Input material -
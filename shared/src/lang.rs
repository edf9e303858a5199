//! Two-letter language codes packed into resource ids.
//!
//! A localized resource id carries the language in its high 10 bits and a
//! 6-bit stem in its low bits: `rid = ((c1-'a') << 5 | (c2-'a')) << 6 | stem`.

use std::fmt;
use std::str::FromStr;

use thiserror::Error;

/// Largest stem a localized resource id can carry.
pub const MAX_LANG_STEM: u16 = 0x3f;

#[derive(Debug, Clone, PartialEq, Eq, Error)]
pub enum LangError {
    #[error("language code must be two lowercase letters, found {0:?}")]
    InvalidCode(String),
    #[error("stem {0} out of range for a localized resource (1..=63)")]
    StemOutOfRange(u32),
}

/// Packed 10-bit language code.
#[derive(Debug, Clone, Copy, PartialEq, Eq, Hash, PartialOrd, Ord)]
pub struct LangCode(u16);

impl LangCode {
    pub fn from_letters(c1: u8, c2: u8) -> Option<Self> {
        if c1.is_ascii_lowercase() && c2.is_ascii_lowercase() {
            Some(Self((((c1 - b'a') as u16) << 5) | (c2 - b'a') as u16))
        } else {
            None
        }
    }

    pub fn packed(self) -> u16 {
        self.0
    }

    pub fn letters(self) -> [u8; 2] {
        [b'a' + (self.0 >> 5) as u8, b'a' + (self.0 & 0x1f) as u8]
    }

    /// Combine with a stem into a full resource id.
    pub fn rid(self, stem: u32) -> Result<u16, LangError> {
        if stem < 1 || stem > MAX_LANG_STEM as u32 {
            return Err(LangError::StemOutOfRange(stem));
        }
        Ok((self.0 << 6) | stem as u16)
    }

    /// Split a localized rid back into language and stem.
    pub fn split_rid(rid: u16) -> (Self, u16) {
        (Self(rid >> 6), rid & MAX_LANG_STEM)
    }
}

impl FromStr for LangCode {
    type Err = LangError;

    fn from_str(s: &str) -> Result<Self, Self::Err> {
        match s.as_bytes() {
            [c1, c2] => Self::from_letters(*c1, *c2),
            _ => None,
        }
        .ok_or_else(|| LangError::InvalidCode(s.to_string()))
    }
}

impl fmt::Display for LangCode {
    fn fmt(&self, f: &mut fmt::Formatter<'_>) -> fmt::Result {
        let [c1, c2] = self.letters();
        write!(f, "{}{}", c1 as char, c2 as char)
    }
}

Work instruction - Reproduce, please, the lines of the material from its first line down to the line containing "pub fn split_rid(rid: u16)", keeping both ends and nothing beyond them.

Output of the task -
filename shared/src/lang.rs
repository edf9e303858a5199
//! Two-letter language codes packed into resource ids.
//!
//! A localized resource id carries the language in its high 10 bits and a
//! 6-bit stem in its low bits: `rid = ((c1-'a') << 5 | (c2-'a')) << 6 | stem`.

use std::fmt;
use std::str::FromStr;

use thiserror::Error;

/// Largest stem a localized resource id can carry.
pub const MAX_LANG_STEM: u16 = 0x3f;

#[derive(Debug, Clone, PartialEq, Eq, Error)]
pub enum LangError {
    #[error("language code must be two lowercase letters, found {0:?}")]
    InvalidCode(String),
    #[error("stem {0} out of range for a localized resource (1..=63)")]
    StemOutOfRange(u32),
}

/// Packed 10-bit language code.
#[derive(Debug, Clone, Copy, PartialEq, Eq, Hash, PartialOrd, Ord)]
pub struct LangCode(u16);

impl LangCode {
    pub fn from_letters(c1: u8, c2: u8) -> Option<Self> {
        if c1.is_ascii_lowercase() && c2.is_ascii_lowercase() {
            Some(Self((((c1 - b'a') as u16) << 5) | (c2 - b'a') as u16))
        } else {
            None
        }
    }

    pub fn packed(self) -> u16 {
        self.0
    }

    pub fn letters(self) -> [u8; 2] {
        [b'a' + (self.0 >> 5) as u8, b'a' + (self.0 & 0x1f) as u8]
    }

    /// Combine with a stem into a full resource id.
    pub fn rid(self, stem: u32) -> Result<u16, LangError> {
        if stem < 1 || stem > MAX_LANG_STEM as u32 {
            return Err(LangError::StemOutOfRange(stem));
        }
        Ok((self.0 << 6) | stem as u16)
    }

    /// Split a localized rid back into language and stem.
    pub fn split_rid(rid: u16) -> (Self, u16) {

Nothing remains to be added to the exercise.